Spatial and temporal expression of myelin markers in untreated Sandhoff and Krabbe (Twitcher) mouse models of disease. Relative mRNA expression of mag, plp and cgt relative to β-actin was examined in brain and spinal cord at the humane end point of 19w in Sandhoff (A) and 38 days in twitcher mice (B). Myelin mRNA expression in SD (UT) is about half that of normal controls in all areas of the brain and spinal cord at the humane end point (A), and reduced expression appears to be an early feature of the disease process (C). Western blot of SD (UT) cerebrum extracts of different ages against the non-compacted myelin marker cnpase also suggests early myelin deficits compared with age-matched controls, while no obvious differences were seen with an antibody against the enzyme th that was probed on the same blot.

Figure 10.

Compacted myelin proteins are reduced in SD (UT). Amounts of myelin markers Plp (A) and Mbp (C) and neuronal β-tubulin III (E) were analysed relative to β-actin by western blot on cerebrum extracts of SD (UT) and age-matched normal controls. Densitometry analysis of protein species on western blots indicates reduced myelin protein content (B, D), while β-tubulin III composition remains unaltered (F).

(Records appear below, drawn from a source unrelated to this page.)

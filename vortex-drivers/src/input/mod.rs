//! Operator input implementations

pub mod button;

pub use button::ButtonTrigger;
//! Quadrature encoder tracking
//!
//! Turns edges on an encoder's A line into a bounded angle. Each edge on A
//! moves the angle by one `step`; the level of B relative to the new level
//! of A gives the direction:
//!
//! ```text
//! A edge, B != A  -> +step (clockwise)
//! A edge, B == A  -> -step (counter-clockwise)
//! no A edge       -> unchanged
//! ```
//!
//! There is no debouncing; the polling rate is the only filter.

use vortex_hal::InputPin;

use crate::config::AxisConfig;

/// Direction of a single decoded encoder step
#[derive(Debug, Clone, Copy, PartialEq, Eq)]
#[cfg_attr(feature = "defmt", derive(defmt::Format))]
pub enum Rotation {
    /// No edge on A since the last sample
    None,
    /// B differed from the new A level
    Increment,
    /// B matched the new A level
    Decrement,
}

/// Persistent decoder state for one axis
#[derive(Debug, Clone, Copy, PartialEq, Eq)]
#[cfg_attr(feature = "defmt", derive(defmt::Format))]
pub struct AxisState {
    /// Commanded angle, within the axis bounds after every update
    position: i16,
    /// Level of A at the previous sample (true = high)
    last_a: bool,
}

impl AxisState {
    /// Zero position with the given previous A level
    pub const fn new(last_a: bool) -> Self {
        Self {
            position: 0,
            last_a,
        }
    }

    /// State parked at `position` (must already be in bounds)
    pub const fn at(position: u8, last_a: bool) -> Self {
        Self {
            position: position as i16,
            last_a,
        }
    }

    /// Current position in degrees
    pub fn position(&self) -> i16 {
        self.position
    }

    /// Current position as an actuator angle
    pub fn angle(&self) -> u8 {
        // Bounds are u8, so a clamped position always fits
        self.position as u8
    }

    /// Level of A recorded at the last sample
    pub fn last_a(&self) -> bool {
        self.last_a
    }

    /// Classify a sample without changing state
    pub fn classify(&self, a: bool, b: bool) -> Rotation {
        if a == self.last_a {
            Rotation::None
        } else if b != a {
            Rotation::Increment
        } else {
            Rotation::Decrement
        }
    }

    /// Feed one sample of both lines and return the new angle
    pub fn advance(&mut self, config: &AxisConfig, a: bool, b: bool) -> u8 {
        let rotation = self.classify(a, b);
        self.apply(config, rotation);
        self.last_a = a;
        self.angle()
    }

    /// Overwrite the stored A level without moving
    pub fn set_last_a(&mut self, a: bool) {
        self.last_a = a;
    }

    fn apply(&mut self, config: &AxisConfig, rotation: Rotation) {
        let step = config.step as i16;
        let mut next = match rotation {
            Rotation::None => return,
            Rotation::Increment => self.position + step,
            Rotation::Decrement => self.position - step,
        };

        // Upper then lower, independently: a value past both ends settles low
        let upper = config.upper_bound as i16;
        let lower = config.lower_bound as i16;
        if next >= upper {
            next = upper;
        }
        if next <= lower {
            next = lower;
        }

        self.position = next;
    }
}

/// An encoder wired to one gimbal axis
///
/// Owns both signal pins, the axis configuration and the decoder state.
pub struct QuadratureAxis<I> {
    pin_a: I,
    pin_b: I,
    config: AxisConfig,
    state: AxisState,
}

impl<I: InputPin> QuadratureAxis<I> {
    /// Create an axis at its lower bound, seeded with the live A level
    pub fn new(pin_a: I, pin_b: I, config: AxisConfig) -> Self {
        let state = AxisState::at(config.lower_bound, pin_a.is_high());
        Self {
            pin_a,
            pin_b,
            config,
            state,
        }
    }

    /// Sample the encoder once and return the angle to command
    ///
    /// B is only read when A has moved.
    pub fn poll(&mut self) -> u8 {
        let a = self.pin_a.is_high();
        if a == self.state.last_a() {
            return self.state.angle();
        }

        let b = self.pin_b.is_high();
        self.state.advance(&self.config, a, b)
    }

    /// Re-seed the stored A level from the pin without moving
    ///
    /// Called once the inputs have settled after power-on so that the
    /// first poll does not count a spurious edge.
    pub fn resync(&mut self) {
        self.state.set_last_a(self.pin_a.is_high());
    }

    /// Current angle
    pub fn angle(&self) -> u8 {
        self.state.angle()
    }

    /// Decoder state
    pub fn state(&self) -> &AxisState {
        &self.state
    }
}

#[cfg(test)]
mod tests {
    use super::*;
    use core::cell::Cell;
    use proptest::prelude::*;

    struct MockInput<'a>(&'a Cell<bool>);

    impl InputPin for MockInput<'_> {
        fn is_high(&self) -> bool {
            self.0.get()
        }
    }

    fn config(step: u8) -> AxisConfig {
        AxisConfig {
            step,
            ..AxisConfig::new(3, 4)
        }
    }

    /// Toggle A and set B so the edge decodes as `rotation`
    fn edge(state: &mut AxisState, config: &AxisConfig, rotation: Rotation) -> u8 {
        let a = !state.last_a();
        let b = match rotation {
            Rotation::Increment => !a,
            Rotation::Decrement => a,
            Rotation::None => unreachable!(),
        };
        state.advance(config, a, b)
    }

    #[test]
    fn test_classify() {
        let state = AxisState::new(false);
        assert_eq!(state.classify(false, true), Rotation::None);
        assert_eq!(state.classify(false, false), Rotation::None);
        assert_eq!(state.classify(true, false), Rotation::Increment);
        assert_eq!(state.classify(true, true), Rotation::Decrement);

        let state = AxisState::new(true);
        assert_eq!(state.classify(false, true), Rotation::Increment);
        assert_eq!(state.classify(false, false), Rotation::Decrement);
    }

    #[test]
    fn test_three_increments_then_fourth() {
        let config = config(3);
        let mut state = AxisState::new(false);

        for _ in 0..3 {
            edge(&mut state, &config, Rotation::Increment);
        }
        assert_eq!(state.angle(), 9);

        // No premature clamp on the way up
        assert_eq!(edge(&mut state, &config, Rotation::Increment), 12);
    }

    #[test]
    fn test_saturates_at_upper_bound() {
        let config = config(3);
        let mut state = AxisState::at(170, false);

        assert_eq!(edge(&mut state, &config, Rotation::Increment), 170);
        assert_eq!(edge(&mut state, &config, Rotation::Increment), 170);

        // Comes straight back down from the clamp
        assert_eq!(edge(&mut state, &config, Rotation::Decrement), 167);
    }

    #[test]
    fn test_partial_step_clamps_to_upper() {
        let config = config(3);
        let mut state = AxisState::at(168, false);
        assert_eq!(edge(&mut state, &config, Rotation::Increment), 170);
    }

    #[test]
    fn test_saturates_at_zero() {
        let config = config(3);
        let mut state = AxisState::new(false);

        edge(&mut state, &config, Rotation::Increment);
        assert_eq!(edge(&mut state, &config, Rotation::Decrement), 0);
        assert_eq!(edge(&mut state, &config, Rotation::Decrement), 0);
        assert_eq!(state.position(), 0);
    }

    #[test]
    fn test_no_edge_keeps_position_but_tracks_a() {
        let config = config(3);
        let mut state = AxisState::at(30, true);

        // B toggling alone is ignored
        assert_eq!(state.advance(&config, true, false), 30);
        assert_eq!(state.advance(&config, true, true), 30);
        assert!(state.last_a());

        assert_eq!(state.advance(&config, false, true), 33);
        assert!(!state.last_a());
    }

    #[test]
    fn test_overshoot_past_both_bounds_settles_low() {
        // Only reachable with crossed bounds, which validate() rejects
        let config = AxisConfig {
            lower_bound: 100,
            upper_bound: 50,
            ..config(3)
        };
        let mut state = AxisState::at(60, false);
        assert_eq!(edge(&mut state, &config, Rotation::Increment), 100);
    }

    #[test]
    fn test_axis_reads_pins() {
        let a = Cell::new(true);
        let b = Cell::new(true);
        let mut axis = QuadratureAxis::new(MockInput(&a), MockInput(&b), config(3));

        assert_eq!(axis.angle(), 0);
        assert!(axis.state().last_a());
        assert_eq!(axis.poll(), 0);

        // A falls with B high: B differs from A -> increment
        a.set(false);
        assert_eq!(axis.poll(), 3);

        // Holding still does nothing
        assert_eq!(axis.poll(), 3);

        // A rises with B high: B matches A -> decrement
        a.set(true);
        assert_eq!(axis.poll(), 0);
    }

    #[test]
    fn test_axis_starts_at_lower_bound() {
        let a = Cell::new(false);
        let b = Cell::new(false);
        let config = AxisConfig {
            lower_bound: 20,
            ..config(3)
        };
        let axis = QuadratureAxis::new(MockInput(&a), MockInput(&b), config);
        assert_eq!(axis.angle(), 20);
    }

    #[test]
    fn test_resync_swallows_power_on_edge() {
        let a = Cell::new(false);
        let b = Cell::new(false);
        let mut axis = QuadratureAxis::new(MockInput(&a), MockInput(&b), config(3));

        // Pull-up brings A high after construction
        a.set(true);
        axis.resync();
        assert_eq!(axis.poll(), 0);
        assert!(axis.state().last_a());
    }

    proptest! {
        #[test]
        fn prop_position_always_in_bounds(
            step in 1u8..=60,
            lower in 0u8..=90,
            span in 0u8..=90,
            samples in prop::collection::vec((any::<bool>(), any::<bool>()), 0..500),
        ) {
            let config = AxisConfig {
                step,
                lower_bound: lower,
                upper_bound: lower + span,
                ..AxisConfig::new(3, 4)
            };
            let mut state = AxisState::at(lower, false);

            for (a, b) in samples {
                let angle = state.advance(&config, a, b);
                prop_assert!(config.is_in_bounds(angle as i16));
                prop_assert_eq!(state.last_a(), a);
            }
        }

        #[test]
        fn prop_matches_saturating_counter(
            step in 1u8..=20,
            upper in 0u8..=180,
            increments in prop::collection::vec(any::<bool>(), 0..300),
        ) {
            let config = AxisConfig {
                step,
                upper_bound: upper,
                ..AxisConfig::new(3, 4)
            };
            let mut state = AxisState::new(false);
            let mut expected: i16 = 0;

            for increment in increments {
                let rotation = if increment { Rotation::Increment } else { Rotation::Decrement };
                let delta = if increment { step as i16 } else { -(step as i16) };
                expected = (expected + delta).clamp(0, upper as i16);

                prop_assert_eq!(edge(&mut state, &config, rotation) as i16, expected);
            }
        }
    }
}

Student's t-test; *P < 0.05; **P < 0.01.

Figure 11.

Deficits in myelin protein composition persist after therapeutic gene transfer. Amounts of myelin proteins Plp (A) and Mbp (C) relative to β-actin and neuronal synaptophysin relative to β-tubulin III (E) were analysed by western blot on cerebrum extracts of SD mice treated at 4w, 8w and 12w age and normal controls. Mutant animals were killed at their humane end point and normal controls at a range of ages to cover for the different ages in the treatment groups. Densitometry analysis of protein species on western blots indicates reduced myelin protein content in treated SD (B, D), while synaptophysin relative to β-tubulin III remained largely unchanged (F). *P < 0.05; **P < 0.01 (Bonferroni post hoc test).